ChanServ changed the topic of #zink to: official development channel for the mesa3d zink driver || https://docs.mesa3d.org/drivers/zink.html
Sid127 has quit [Quit: ZNC - https://znc.in]
Sid127 has joined #zink
<fdobridge> <z​mike.> this isn't too surprising to me
<fdobridge> <z​mike.> zink is mostly used for gaming and not on Wayland
<fdobridge> <g​fxstrand> @orowith2os In your testing, were you running just firefox with Zink or both firefox and the compositor?
<fdobridge> <g​fxstrand> Yeah, and EGL is hard and barely tested. The only way any of this shit is robust on other GL drivers is because users get annoyed and file bugs if we break it.
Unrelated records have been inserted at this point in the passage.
impl Postgres {
    /// Create Postgres storage
    ///
    /// Uses the `DATABASE_URL` environment variable
    ///
    /// Migrations will be run
    pub async fn new() -> Self {
        let database_connection_string = std::env::var("DATABASE_URL").expect("Valid DATABASE_URL");

        let connection_pool = PgPoolOptions::new()
            .max_connections(5)
            .acquire_timeout(Duration::from_secs(3))
            .connect(&database_connection_string)
            .await
            .expect("Valid connection");

        let migration_result = MIGRATOR.run(&connection_pool).await;

        if let Err(err) = migration_result {
            panic!("Migrations could not run: {err}");
        }

        Self { connection_pool }
    }
}

/// `SQLx` type for user role
#[derive(Debug, sqlx::Type)]
#[sqlx(type_name = "user_role_type")]
#[sqlx(rename_all = "kebab-case")]
enum UserRoleType {
    Admin,
    Traveler,
}

impl UserRoleType {
    fn from_role(role: Role) -> Self {
        match role {
            Role::Admin => UserRoleType::Admin,
            Role::Traveler => UserRoleType::Traveler,
        }
    }

    fn to_role(&self) -> Role {
        match self {
            UserRoleType::Admin => Role::Admin,
            UserRoleType::Traveler => Role::Traveler,
        }
    }
}

/// `SQLx` type for booking status
#[derive(Debug, sqlx::Type)]
#[sqlx(type_name = "booking_status_type")]
#[sqlx(rename_all = "kebab-case")]
enum BookingStatusType {
    Pending,
    Confirmed,
    Cancelled,
}
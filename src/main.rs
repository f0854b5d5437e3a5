#![deny(unsafe_code)]
#![warn(clippy::pedantic)]
// easier to use when using the functions as callback of foreign functions
#![allow(clippy::needless_pass_by_value)]

use std::net::SocketAddr;

use anyhow::Result;
use axum::Extension;
use axum::Router;
use axum_client_ip::ClientIpSource;
use tower_http::trace::TraceLayer;
use tracing_subscriber::prelude::*;

use crate::api::JwtKeys;
use crate::api::router;
use crate::storage::Storage;
use crate::storage::setup;
use crate::users::ensure_initial_user;
use crate::utils::env_var_or_else;

mod api;
mod bookings;
mod client_ip;
mod destinations;
mod graceful_shutdown;
mod password;
mod programs;
mod storage;
#[cfg(test)]
mod tests;
mod users;
mod utils;

const DEFAULT_RUST_LOG: &str = "ulatrips=debug,tower_http=debug";
const DEFAULT_ADDRESS: &str = "0.0.0.0:7000";

#[tokio::main]
async fn main() -> Result<()> {
    setup_environment();
    setup_tracing();

    let app = setup_app().await?;

    let address = setup_address()?;
    tracing::info!("Listening on {}", address);

    let listener = tokio::net::TcpListener::bind(address).await?;

    axum::serve(
        listener,
        app.into_make_service_with_connect_info::<SocketAddr>(),
    )
    .with_graceful_shutdown(graceful_shutdown::handler())
    .await?;

    Ok(())
}

/// Create and setup the app with its dependencies
///
/// # Errors
///
/// Will return `Err` if any of its dependencies fail to load:
/// - Storage connection
/// - Initial user setup
pub async fn setup_app() -> Result<Router> {
    let storage = setup().await;

    ensure_initial_user(&storage).await?;

    Ok(create_router(storage))
}

/// Create the router for the booking API
fn create_router<S: Storage>(storage: S) -> Router {
    let jwt_keys = setup_jwt_keys();

    Router::new()
        .nest("/api", router::<S>())
        .layer(TraceLayer::new_for_http())
        .layer(ClientIpSource::ConnectInfo.into_extension())
        .layer(Extension(storage))
        .layer(Extension(jwt_keys))
}

fn setup_environment() {
    dotenvy::dotenv().ok();
}

fn setup_tracing() {
    use tracing_subscriber::EnvFilter;
    use tracing_subscriber::fmt;
    use tracing_subscriber::registry;

    registry()
        .with(EnvFilter::new(
            std::env::var("RUST_LOG").unwrap_or_else(|_| DEFAULT_RUST_LOG.into()),
        ))
        .with(fmt::layer())
        .init();
}

fn setup_jwt_keys() -> JwtKeys {
    use crate::password::generate;

    let jwt_secret = env_var_or_else("JWT_SECRET", || {
        let jwt_secret = generate();
        tracing::info!("`JWT_SECRET` is not set, generating temporary one: {jwt_secret}");
        jwt_secret
    });

    JwtKeys::new(jwt_secret.as_bytes())
}

fn setup_address() -> Result<SocketAddr> {
    let mut address =
        env_var_or_else("ADDRESS", || String::from(DEFAULT_ADDRESS)).parse::<SocketAddr>()?;

    // optional override of just the port
    if let Ok(port) = std::env::var("PORT") {
        // only check non-empty strings
        if !port.is_empty() {
            let port = port.parse::<u16>()?;

            address.set_port(port);
        }
    }

    Ok(address)
}
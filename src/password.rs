//! Password utilities

use argon2::Argon2;
use argon2::password_hash::PasswordHash;
use argon2::password_hash::PasswordHasher;
use argon2::password_hash::PasswordVerifier;
use argon2::password_hash::SaltString;
use argon2::password_hash::rand_core::OsRng;

/// Generate a new password
pub fn generate() -> String {
    SaltString::generate(&mut OsRng).to_string()
}

/// Hash a given password
pub fn hash(password: &str) -> String {
    let salt = SaltString::generate(&mut OsRng);

    let argon2 = Argon2::default();

    let hashed_password = argon2
        .hash_password(password.as_bytes(), &salt)
        .expect("Valid hashed password");

    hashed_password.to_string()
}

/// Verify a given password against a given hash
pub fn verify(hashed_password: &str, password: &str) -> bool {
    let parsed_hash = PasswordHash::new(hashed_password).expect("Valid parsed hash");

    let argon2 = Argon2::default();

    argon2
        .verify_password(password.as_bytes(), &parsed_hash)
        .is_ok()
}
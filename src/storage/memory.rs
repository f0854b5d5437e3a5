//! Memory storage
//!
//! Will be destroyed on system shutdown

use std::collections::HashMap;
use std::net::IpAddr;
use std::sync::Arc;

use async_trait::async_trait;
use chrono::Utc;
use tokio::sync::Mutex;
use uuid::Uuid;

use crate::bookings::Booking;
use crate::bookings::BookingStatus;
use crate::destinations::Destination;
use crate::users::User;

use super::AuditEntry;
use super::CreateBookingValues;
use super::CreateDestinationValues;
use super::CreateUserValues;
use super::Result;
use super::Storage;
use super::UpdateDestinationValues;
use super::UpdateProfileValues;

/// An in-memory storage
///
/// Will be destroyed on system shutdown. Applies the same ordering
/// contracts as the SQL backend so the two are not observably different.
#[derive(Clone, Debug)]
pub struct Memory {
    /// All users in storage
    users: Arc<Mutex<HashMap<Uuid, User>>>,

    /// All destinations in storage
    destinations: Arc<Mutex<HashMap<Uuid, Destination>>>,

    /// All bookings in storage
    bookings: Arc<Mutex<HashMap<Uuid, Booking>>>,
}

impl Memory {
    /// Create a new empty Memory storage
    pub fn new() -> Self {
        Self {
            users: Arc::new(Mutex::new(HashMap::new())),
            destinations: Arc::new(Mutex::new(HashMap::new())),
            bookings: Arc::new(Mutex::new(HashMap::new())),
        }
    }
}

#[async_trait]
impl Storage for Memory {
    async fn find_any_single_user(&self) -> Result<Option<User>> {
        Ok(self
            .users
            .lock()
            .await
            .values()
            .find(|user| user.deleted_at.is_none())
            .cloned())
    }

    async fn find_all_users(&self) -> Result<Vec<User>> {
        Ok(self
            .users
            .lock()
            .await
            .values()
            .filter(|user| user.deleted_at.is_none())
            .cloned()
            .collect())
    }

    async fn find_single_user_by_email(&self, email: &str) -> Result<Option<User>> {
        Ok(self
            .users
            .lock()
            .await
            .values()
            .find(|user| user.email == email && user.deleted_at.is_none())
            .cloned())
    }

    async fn find_single_user_by_id(&self, id: &Uuid) -> Result<Option<User>> {
        Ok(self
            .users
            .lock()
            .await
            .values()
            .find(|user| &user.id == id && user.deleted_at.is_none())
            .cloned())
    }

    async fn create_user(&self, values: &CreateUserValues) -> Result<User> {
        let user = User {
            id: Uuid::new_v4(),
            session_id: *values.session_id,
            email: values.email.to_string(),
            full_name: values.full_name.map(ToString::to_string),
            hashed_password: values.hashed_password.to_string(),
            role: values.role,
            created_at: Utc::now().naive_utc(),
            updated_at: Utc::now().naive_utc(),
            deleted_at: None,
        };

        self.users.lock().await.insert(user.id, user.clone());

        Ok(user)
    }

    async fn update_profile(&self, user: &User, values: &UpdateProfileValues) -> Result<User> {
        Ok(self
            .users
            .lock()
            .await
            .get_mut(&user.id)
            .map(|user| {
                if let Some(full_name) = values.full_name {
                    user.full_name = Some(full_name.to_string());
                }
                user.updated_at = Utc::now().naive_utc();

                user.clone()
            })
            .expect("HashMap is the source of the user"))
    }

    async fn find_all_destinations(&self) -> Result<Vec<Destination>> {
        let mut destinations = self
            .destinations
            .lock()
            .await
            .values()
            .cloned()
            .collect::<Vec<Destination>>();

        destinations.sort_by(|a, b| b.created_at.cmp(&a.created_at));

        Ok(destinations)
    }

    async fn find_destinations_by_ids(&self, ids: &[Uuid]) -> Result<Vec<Destination>> {
        Ok(self
            .destinations
            .lock()
            .await
            .values()
            .filter(|destination| ids.contains(&destination.id))
            .cloned()
            .collect())
    }

    async fn find_single_destination_by_id(&self, id: &Uuid) -> Result<Option<Destination>> {
        Ok(self.destinations.lock().await.get(id).cloned())
    }

    async fn create_destination(&self, values: &CreateDestinationValues) -> Result<Destination> {
        let destination = Destination {
            id: Uuid::new_v4(),
            name: values.name.to_string(),
            location: values.location.to_string(),
            description: values.description.to_string(),
            image_url: values.image_url.to_string(),
            duration: values.duration.to_string(),
            time_slot: values.time_slot.to_string(),
            highlights: values.highlights.to_vec(),
            faqs: values.faqs.to_vec(),
            created_at: Utc::now().naive_utc(),
            updated_at: Utc::now().naive_utc(),
        };

        self.destinations
            .lock()
            .await
            .insert(destination.id, destination.clone());

        Ok(destination)
    }

    async fn update_destination(
        &self,
        destination: &Destination,
        values: &UpdateDestinationValues,
    ) -> Result<Destination> {
        Ok(self
            .destinations
            .lock()
            .await
            .get_mut(&destination.id)
            .map(|destination| {
                if let Some(name) = values.name {
                    destination.name = name.to_string();
                }

                if let Some(location) = values.location {
                    destination.location = location.to_string();
                }

                if let Some(description) = values.description {
                    destination.description = description.to_string();
                }

                if let Some(image_url) = &values.image_url {
                    destination.image_url = image_url.to_string();
                }

                if let Some(duration) = values.duration {
                    destination.duration = duration.to_string();
                }

                if let Some(time_slot) = values.time_slot {
                    destination.time_slot = time_slot.to_string();
                }

                if let Some(highlights) = values.highlights {
                    destination.highlights = highlights.clone();
                }

                if let Some(faqs) = values.faqs {
                    destination.faqs = faqs.clone();
                }

                destination.updated_at = Utc::now().naive_utc();

                destination.clone()
            })
            .expect("HashMap is the source of the destination"))
    }

    async fn delete_destination(&self, destination: &Destination) -> Result<()> {
        self.destinations.lock().await.remove(&destination.id);

        Ok(())
    }

    async fn find_all_bookings(&self) -> Result<Vec<Booking>> {
        let mut bookings = self
            .bookings
            .lock()
            .await
            .values()
            .cloned()
            .collect::<Vec<Booking>>();

        bookings.sort_by(|a, b| b.created_at.cmp(&a.created_at));

        Ok(bookings)
    }

    async fn find_bookings_by_user(&self, user_id: &Uuid) -> Result<Vec<Booking>> {
        let mut bookings = self
            .bookings
            .lock()
            .await
            .values()
            .filter(|booking| &booking.user_id == user_id)
            .cloned()
            .collect::<Vec<Booking>>();

        bookings.sort_by(|a, b| {
            a.booking_date
                .cmp(&b.booking_date)
                .then(a.created_at.cmp(&b.created_at))
        });

        Ok(bookings)
    }

    async fn find_single_booking_by_id(&self, id: &Uuid) -> Result<Option<Booking>> {
        Ok(self.bookings.lock().await.get(id).cloned())
    }

    async fn create_booking(&self, values: &CreateBookingValues) -> Result<Booking> {
        let booking = Booking {
            id: Uuid::new_v4(),
            user_id: values.user.id,
            destination_id: values.destination.id,
            booking_date: values.booking_date,
            time_slot: values.destination.time_slot.clone(),
            status: BookingStatus::Pending,
            created_at: Utc::now().naive_utc(),
        };

        self.bookings.lock().await.insert(booking.id, booking.clone());

        Ok(booking)
    }

    async fn update_booking_status(
        &self,
        booking: &Booking,
        status: BookingStatus,
    ) -> Result<Booking> {
        Ok(self
            .bookings
            .lock()
            .await
            .get_mut(&booking.id)
            .map(|booking| {
                booking.status = status;

                booking.clone()
            })
            .expect("HashMap is the source of the booking"))
    }

    async fn register_audit_trail(
        &self,
        _created_by: &User,
        _entry: &AuditEntry,
        _ip_address: Option<&IpAddr>,
    ) -> Result<()> {
        Ok(())
    }
}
And... that's exactly what's happening with zink right now. 😂
<fdobridge> <z​mike.> yup
<fdobridge> <z​mike.> that's the only reason it works at all right now
<fdobridge> <z​mike.> see also: the massive pile of closed wayland/egl/kopper/zink tickets
<fdobridge> <z​mike.> bugs drive technology
<fdobridge> <g​fxstrand> I tried for a while at Intel to convince people we needed to write a Wayland E2E test suite. I even told them how to do it. And then management decided that what we really should be testing was SurfaceFlinger. And then the team got moved on to something else.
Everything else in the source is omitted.